While the focus was rightfully on June and her journey back to normalcy (whatever that can be in Gilead world), the whole episode was about the support of partners. Luke was an all-star with his patience and kindness and openness with June while supporting her needs every step of the way. We finally get to catch up with Emily's life and her own slow progress in accumulating with Sylvia and Owen, and in particular sung Slyvia's praises with her own patience. We even got to see Moira try to repair her relationship with Oona (who I didn't expect to see again), ending with Oona promising a fight and leaving with an open invitation to have Moira call her. And as much as I loathe Serena and Fred, I did appreciate how the episode showed the two of them trying to be partners again, if only for their own selfish needs and not for any real sense of partnership.
Even with that heavy focus on partners, the episode still managed the time to show obviously that not all is well in June's head. While she hungered for the overwhelming culture shock, she wasn't ready for the panic attacks that would come with it and being reminded of Alma and Janine and all of the other Handmaids she had to leave behind and the guilt June feels about that. I especially loved the post-dinner gathering of the four Gilead survivors taking the time to grieve and process their pain and trying their best to heal and to help June in particular in the early stages of her own process. I hope the show will continue to show that process, not just for June, but for all of them.
But the greatest highlight of the episode was the long, long-awaited confrontation with Serena. I cannot overstate how much I loved June's righteous, furious, liberating, cathartic declaration that Serena's pregnancy wasn't a gift from God but a punishment as a future miscarriage so that Serena would know just a tiny amount of the pain she inflicted on June, Moira, Emily, Rita, and all of the other women felt when they were forcibly separated from their children, and then were imprisoned, tortured, raped, and worse. I doubt such a miscarriage will actually happen but, man, I really felt June's rage in that moment and it gave me life.
Lastly, I want to close on this wonderful moment of levity:
"What happened to potato chips in the last seven years?"
"Oh, they made them healthy. I know, it's a travesty."
What an episode. Christ, the intensity of that scene at the end - I had to pause it briefly to take a breath! Those were some seriously harsh words for Serena, but there's no one more deserving.
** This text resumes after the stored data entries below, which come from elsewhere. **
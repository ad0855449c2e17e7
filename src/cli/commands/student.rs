//! Student command implementations (list, show, add, update, toggle, delete).
//!
//! Every command starts from the data file and mutating commands save
//! before returning.

use crate::cli::{AddArgs, UpdateArgs};
use crate::cli::commands::open_store;
use crate::error::{Error, Result};
use crate::model::{Student, StudentPatch};
use crate::storage;
use serde::Serialize;
use std::path::PathBuf;

/// Output for student list.
#[derive(Serialize)]
struct StudentListOutput<'a> {
    students: &'a [Student],
    count: usize,
    total: usize,
}

/// Output for delete.
#[derive(Serialize)]
struct DeleteOutput {
    id: u64,
    deleted: bool,
}

/// List students, optionally only the first `limit`. A limit of 0 lists all.
pub fn list(limit: Option<usize>, data_path: Option<&PathBuf>, json: bool) -> Result<()> {
    let (_, store) = open_store(data_path)?;
    let shown = match limit {
        Some(n) if n > 0 => &store.students()[..n.min(store.len())],
        _ => store.students(),
    };

    if json {
        let output = StudentListOutput {
            students: shown,
            count: shown.len(),
            total: store.len(),
        };
        println!("{}", serde_json::to_string(&output)?);
    } else {
        println!("Total: {}", store.len());
        for student in shown {
            println!("{}", student.summary());
        }
    }

    Ok(())
}

/// Show one student.
pub fn show(id: u64, data_path: Option<&PathBuf>, json: bool) -> Result<()> {
    let (_, store) = open_store(data_path)?;
    let student = store.find(id).ok_or(Error::StudentNotFound { id })?;
    print_student(student, json)
}

/// Create a student and save.
pub fn add(args: &AddArgs, data_path: Option<&PathBuf>, json: bool) -> Result<()> {
    let (data_path, mut store) = open_store(data_path)?;

    let name = args.name.trim();
    if name.is_empty() {
        return Err(Error::InvalidArgument("name must not be empty".to_string()));
    }

    let student = store.create(name, args.age, args.full_time);
    storage::save(&store, &data_path)?;
    tracing::info!(id = student.id, "Added student");

    if json {
        println!("{}", serde_json::to_string(&student)?);
    } else {
        println!("Added -> {}", student.summary());
    }
    Ok(())
}

/// Apply the provided fields to a student and save.
pub fn update(args: &UpdateArgs, data_path: Option<&PathBuf>, json: bool) -> Result<()> {
    let patch = StudentPatch {
        name: args.name.as_deref().map(str::trim).map(String::from),
        age: args.age,
        full_time: args.full_time,
    };
    if patch.is_empty() {
        return Err(Error::InvalidArgument(
            "nothing to update: pass --name, --age or --full-time".to_string(),
        ));
    }
    if patch.name.as_deref() == Some("") {
        return Err(Error::InvalidArgument("name must not be empty".to_string()));
    }

    mutate(args.id, patch, data_path, json, "Updated")
}

/// Flip a student's full-time flag and save.
pub fn toggle(id: u64, data_path: Option<&PathBuf>, json: bool) -> Result<()> {
    let (data_path, mut store) = open_store(data_path)?;
    let current = store.find(id).ok_or(Error::StudentNotFound { id })?;
    let patch = StudentPatch {
        full_time: Some(!current.full_time),
        ..StudentPatch::default()
    };

    let student = store
        .update(id, patch)
        .cloned()
        .ok_or(Error::StudentNotFound { id })?;
    storage::save(&store, &data_path)?;
    report(&student, json, "Toggled")
}

/// Delete a student and save.
pub fn delete(id: u64, data_path: Option<&PathBuf>, json: bool) -> Result<()> {
    let (data_path, mut store) = open_store(data_path)?;

    if store.delete(id) == 0 {
        return Err(Error::StudentNotFound { id });
    }
    storage::save(&store, &data_path)?;
    tracing::info!(id, "Deleted student");

    if json {
        println!("{}", serde_json::to_string(&DeleteOutput { id, deleted: true })?);
    } else {
        println!("Deleted student {id}");
    }
    Ok(())
}

fn mutate(
    id: u64,
    patch: StudentPatch,
    data_path: Option<&PathBuf>,
    json: bool,
    verb: &str,
) -> Result<()> {
    let (data_path, mut store) = open_store(data_path)?;

    let student = store
        .update(id, patch)
        .cloned()
        .ok_or(Error::StudentNotFound { id })?;
    storage::save(&store, &data_path)?;
    report(&student, json, verb)
}

fn report(student: &Student, json: bool, verb: &str) -> Result<()> {
    if json {
        print_student(student, true)
    } else {
        println!("{verb} -> {}", student.summary());
        Ok(())
    }
}

fn print_student(student: &Student, json: bool) -> Result<()> {
    if json {
        println!("{}", serde_json::to_string(student)?);
    } else {
        println!("{}", student.summary());
    }
    Ok(())
}
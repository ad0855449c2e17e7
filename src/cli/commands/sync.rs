//! CSV command implementations (export/import).
//!
//! A missing or empty CSV on import is reported but is not an error: the
//! command prints the outcome and exits successfully with 0 imported.

use crate::cli::commands::open_store;
use crate::error::Result;
use crate::sync::{Exporter, ImportMode, ImportOutcome, Importer};
use std::path::{Path, PathBuf};

/// Export the roster to `csv_path`.
pub fn export(csv_path: &Path, data_path: Option<&PathBuf>, json: bool) -> Result<()> {
    let (data_path, mut store) = open_store(data_path)?;

    let written = Exporter::new(&mut store, &data_path).export(csv_path)?;

    if json {
        let output = serde_json::json!({
            "success": true,
            "path": written.display().to_string(),
            "count": store.len(),
        });
        println!("{}", serde_json::to_string(&output)?);
    } else {
        println!("Exported to {}", written.display());
    }
    Ok(())
}

/// Import `csv_path` in the given mode.
pub fn import(
    csv_path: &Path,
    mode: ImportMode,
    data_path: Option<&PathBuf>,
    json: bool,
) -> Result<()> {
    let (data_path, mut store) = open_store(data_path)?;

    let outcome = Importer::new(&mut store, &data_path, mode).import(csv_path)?;

    if json {
        let output = match &outcome {
            ImportOutcome::Imported(stats) => serde_json::json!({
                "success": true,
                "path": csv_path.display().to_string(),
                "count": outcome.count(),
                "stats": stats,
            }),
            ImportOutcome::NotFound(path) => serde_json::json!({
                "error": "csv_not_found",
                "path": path.display().to_string(),
                "count": 0,
            }),
            ImportOutcome::Empty(path) => serde_json::json!({
                "error": "csv_empty",
                "path": path.display().to_string(),
                "count": 0,
            }),
        };
        println!("{}", serde_json::to_string(&output)?);
        return Ok(());
    }

    match &outcome {
        ImportOutcome::Imported(stats) => {
            println!("Imported {} ({mode}).", stats.imported);
            if stats.coercions() > 0 {
                println!();
                print_coercion("Ids reassigned", stats.ids_reassigned);
                print_coercion("Names generated", stats.names_generated);
                print_coercion("Ages defaulted", stats.ages_defaulted);
            }
            println!("Total students: {}", stats.total);
        }
        ImportOutcome::NotFound(path) => {
            println!("CSV not found: {}", path.display());
            println!("Imported 0 ({mode}).");
        }
        ImportOutcome::Empty(path) => {
            println!("CSV empty: {}", path.display());
            println!("Imported 0 ({mode}).");
        }
    }
    Ok(())
}

fn print_coercion(label: &str, count: usize) {
    if count > 0 {
        println!("  {label}: {count}");
    }
}
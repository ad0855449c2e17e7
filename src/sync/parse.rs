//! Field parsing for CSV rows.
//!
//! Nothing here fails: unparseable input is coerced to a default and
//! reported through [`Coerced`].

use crate::sync::types::Coerced;

/// Text values accepted as `true`, compared after trimming and lowercasing.
pub const TRUE_WORDS: [&str; 5] = ["1", "true", "t", "yes", "y"];

/// Parse boolean-like text. Anything not in [`TRUE_WORDS`] is `false`.
#[must_use]
pub fn parse_bool(text: &str) -> bool {
    let normalized = text.trim().to_lowercase();
    TRUE_WORDS.contains(&normalized.as_str())
}

/// Render a boolean the way [`parse_bool`] reads it back.
#[must_use]
pub const fn format_bool(value: bool) -> &'static str {
    if value { "true" } else { "false" }
}

/// Parse an id column. `None` if absent, blank, negative or not a number.
#[must_use]
pub fn parse_id(text: Option<&str>) -> Option<u64> {
    text.and_then(|t| t.trim().parse::<u64>().ok())
}

/// Parse an age column, defaulting to 0.
#[must_use]
pub fn parse_age(text: Option<&str>) -> Coerced<u32> {
    match text.and_then(|t| t.trim().parse::<u32>().ok()) {
        Some(age) => Coerced::Parsed(age),
        None => Coerced::Defaulted(0),
    }
}

/// Parse a name column; blank names become `Student<placeholder_id>`.
#[must_use]
pub fn parse_name(text: Option<&str>, placeholder_id: u64) -> Coerced<String> {
    match text.map(str::trim).filter(|t| !t.is_empty()) {
        Some(name) => Coerced::Parsed(name.to_string()),
        None => Coerced::Defaulted(format!("Student{placeholder_id}")),
    }
}

/// Parse a full-time column; absent means `false`.
#[must_use]
pub fn parse_full_time(text: Option<&str>) -> bool {
    text.is_some_and(parse_bool)
}
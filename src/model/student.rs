//! Student model for Roster.
//!
//! A student is the single record type of the roster. Field order here is
//! the on-disk key order of the JSON document and the CSV column order.

use serde::{Deserialize, Serialize};

/// A student entry in the roster.
#[derive(Debug, Clone, PartialEq, Eq, Serialize, Deserialize)]
pub struct Student {
    /// Positive identifier, unique within a store.
    pub id: u64,

    /// Display name.
    pub name: String,

    /// Age in years.
    pub age: u32,

    /// Whether the student is enrolled full-time.
    #[serde(rename = "full-time")]
    pub full_time: bool,
}

impl Student {
    /// Create a student from its parts.
    #[must_use]
    pub fn new(id: u64, name: impl Into<String>, age: u32, full_time: bool) -> Self {
        Self {
            id,
            name: name.into(),
            age,
            full_time,
        }
    }

    /// One-line human-readable summary.
    #[must_use]
    pub fn summary(&self) -> String {
        format!(
            "ID: {} | Name: {} | Age: {} | Full-time: {}",
            self.id,
            self.name,
            self.age,
            if self.full_time { "Yes" } else { "No" }
        )
    }
}

/// Partial update for a student. `None` fields are left unchanged.
#[derive(Debug, Clone, Default, PartialEq, Eq)]
pub struct StudentPatch {
    pub name: Option<String>,
    pub age: Option<u32>,
    pub full_time: Option<bool>,
}

impl StudentPatch {
    /// Returns true if the patch would change nothing.
    #[must_use]
    pub fn is_empty(&self) -> bool {
        self.name.is_none() && self.age.is_none() && self.full_time.is_none()
    }

    /// Apply the provided fields to `student`.
    pub fn apply(self, student: &mut Student) {
        if let Some(name) = self.name {
            student.name = name;
        }
        if let Some(age) = self.age {
            student.age = age;
        }
        if let Some(full_time) = self.full_time {
            student.full_time = full_time;
        }
    }
}
//! CLI definitions using clap.

use clap::{Args, Parser, Subcommand, ValueEnum};
use std::path::PathBuf;

use crate::sync::{parse_bool, ImportMode, DEFAULT_CSV_PATH};

pub mod commands;

/// Roster - manage a roster of students stored as JSON
#[derive(Parser, Debug)]
#[command(name = "roster", author, version, about, long_about = None)]
pub struct Cli {
    /// Command to run (default: interactive shell)
    #[command(subcommand)]
    pub command: Option<Commands>,

    /// Data file path (default: ~/.roster/data.json)
    #[arg(long, global = true, env = "ROSTER_DATA")]
    pub data: Option<PathBuf>,

    /// Output as JSON
    #[arg(long, global = true)]
    pub json: bool,

    /// Increase logging verbosity (-v, -vv)
    #[arg(short, long, action = clap::ArgAction::Count, global = true)]
    pub verbose: u8,

    /// Suppress log output and plain-text error messages
    #[arg(short, long, global = true)]
    pub quiet: bool,

    /// Disable colored output
    #[arg(long, global = true)]
    pub no_color: bool,
}

#[derive(Subcommand, Debug)]
pub enum Commands {
    /// List students
    List {
        /// Show at most this many students (0 shows all)
        #[arg(long)]
        limit: Option<usize>,
    },

    /// Show one student
    Show {
        /// Student ID
        id: u64,
    },

    /// Add a student
    Add(AddArgs),

    /// Update fields of a student
    Update(UpdateArgs),

    /// Flip a student's full-time flag
    Toggle {
        /// Student ID
        id: u64,
    },

    /// Delete a student
    Delete {
        /// Student ID
        id: u64,
    },

    /// Export the roster to CSV
    Export {
        /// Output CSV path
        #[arg(default_value = DEFAULT_CSV_PATH)]
        path: PathBuf,
    },

    /// Import students from CSV
    Import {
        /// Input CSV path
        #[arg(default_value = DEFAULT_CSV_PATH)]
        path: PathBuf,

        /// How to reconcile with the current roster
        #[arg(long, value_enum, default_value_t)]
        mode: ImportModeArg,
    },

    /// Interactive menu
    Shell,

    /// Generate shell completions
    Completions {
        /// Shell to generate completions for
        #[arg(value_enum)]
        shell: clap_complete::Shell,
    },

    /// Print version information
    Version,
}

#[derive(Args, Debug)]
pub struct AddArgs {
    /// Student name
    pub name: String,

    /// Age in years
    #[arg(long)]
    pub age: u32,

    /// Full-time enrollment (yes/no)
    #[arg(long, default_value = "yes", value_parser = parse_flag_bool, action = clap::ArgAction::Set)]
    pub full_time: bool,
}

#[derive(Args, Debug)]
pub struct UpdateArgs {
    /// Student ID
    pub id: u64,

    /// New name
    #[arg(long)]
    pub name: Option<String>,

    /// New age
    #[arg(long)]
    pub age: Option<u32>,

    /// New full-time flag (yes/no)
    #[arg(long, value_parser = parse_flag_bool, action = clap::ArgAction::Set)]
    pub full_time: Option<bool>,
}

/// Import mode as accepted on the command line.
#[derive(ValueEnum, Clone, Copy, Debug, Default, PartialEq, Eq)]
pub enum ImportModeArg {
    /// Append rows, reassigning ids that collide
    #[default]
    Merge,
    /// Rebuild the roster from the CSV
    Replace,
}

impl From<ImportModeArg> for ImportMode {
    fn from(arg: ImportModeArg) -> Self {
        match arg {
            ImportModeArg::Merge => Self::Merge,
            ImportModeArg::Replace => Self::Replace,
        }
    }
}

/// Strict boolean parsing for flags.
///
/// Accepts the same true words as CSV import, plus explicit false words;
/// anything else is rejected rather than silently read as `false`.
fn parse_flag_bool(s: &str) -> Result<bool, String> {
    if parse_bool(s) {
        return Ok(true);
    }
    match s.trim().to_lowercase().as_str() {
        "0" | "false" | "f" | "no" | "n" => Ok(false),
        other => Err(format!("expected a bool (yes/no), got '{other}'")),
    }
}
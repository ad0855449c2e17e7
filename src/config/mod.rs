//! Configuration management.
//!
//! Resolves where the roster's JSON data file lives.

use crate::error::{Error, Result};

use std::path::{Path, PathBuf};

/// Environment variable naming the data file.
pub const DATA_ENV: &str = "ROSTER_DATA";

/// File name of the data file inside the global directory.
pub const DATA_FILE_NAME: &str = "data.json";

/// Get the global Roster directory location (`~/.roster/`).
#[must_use]
pub fn global_roster_dir() -> Option<PathBuf> {
    directories::BaseDirs::new().map(|b| b.home_dir().join(".roster"))
}

/// Resolve the data file path.
///
/// Priority:
/// 1. If `explicit_path` is provided, use it directly (the `--data` flag,
///    which clap also fills from `ROSTER_DATA`)
/// 2. `ROSTER_DATA` environment variable
/// 3. Global location: `~/.roster/data.json`
///
/// # Errors
///
/// Returns [`Error::Config`] if no home directory can be determined and no
/// path was given.
pub fn resolve_data_path(explicit_path: Option<&Path>) -> Result<PathBuf> {
    // Priority 1: Explicit path from CLI flag
    if let Some(path) = explicit_path {
        return Ok(path.to_path_buf());
    }

    // Priority 2: Environment variable
    if let Ok(path) = std::env::var(DATA_ENV) {
        if !path.trim().is_empty() {
            return Ok(PathBuf::from(path));
        }
    }

    // Priority 3: Global location
    global_roster_dir()
        .map(|dir| dir.join(DATA_FILE_NAME))
        .ok_or_else(|| Error::Config("could not determine home directory".to_string()))
}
And after that cathartic experience, then going back to Luke and asserting herself sexually after years of rape and degradation was both powerful ... and a little unsettling. Not that she did it, but because we're acutely aware that all is not well within June. Here is someone who has been in survival mode for years. And now, all this trauma which has never been properly processed - because she's been fixated on surviving / avoiding the next round of rape and torture - is all stirring within her and coming to the surface, as we saw in the supermarket. Also, those regular little things like commotion in the kitchen first thing or a meet and greet at the door with guests coming round felt quite jarring from her perspective.
I also laughed out loud at the chips observation. What were they - 'mad about beets' and some parsnip variation?
Other Gilead survivors have their scars (inside and out) and are just trying to rebuild their lives as best as they can. June though ... I don't think that's an option. She might be out, but Gilead remains and have her daughter. There's no going back to normal for her, I fear. Will this be a point of contention between her and Luke going forward?
For the others, freedom is victory. Whereas for June, I suspect the only victory that will satisfy her is the annihilation of Gilead. I don't think her implacable temperament is subsiding anytime soon.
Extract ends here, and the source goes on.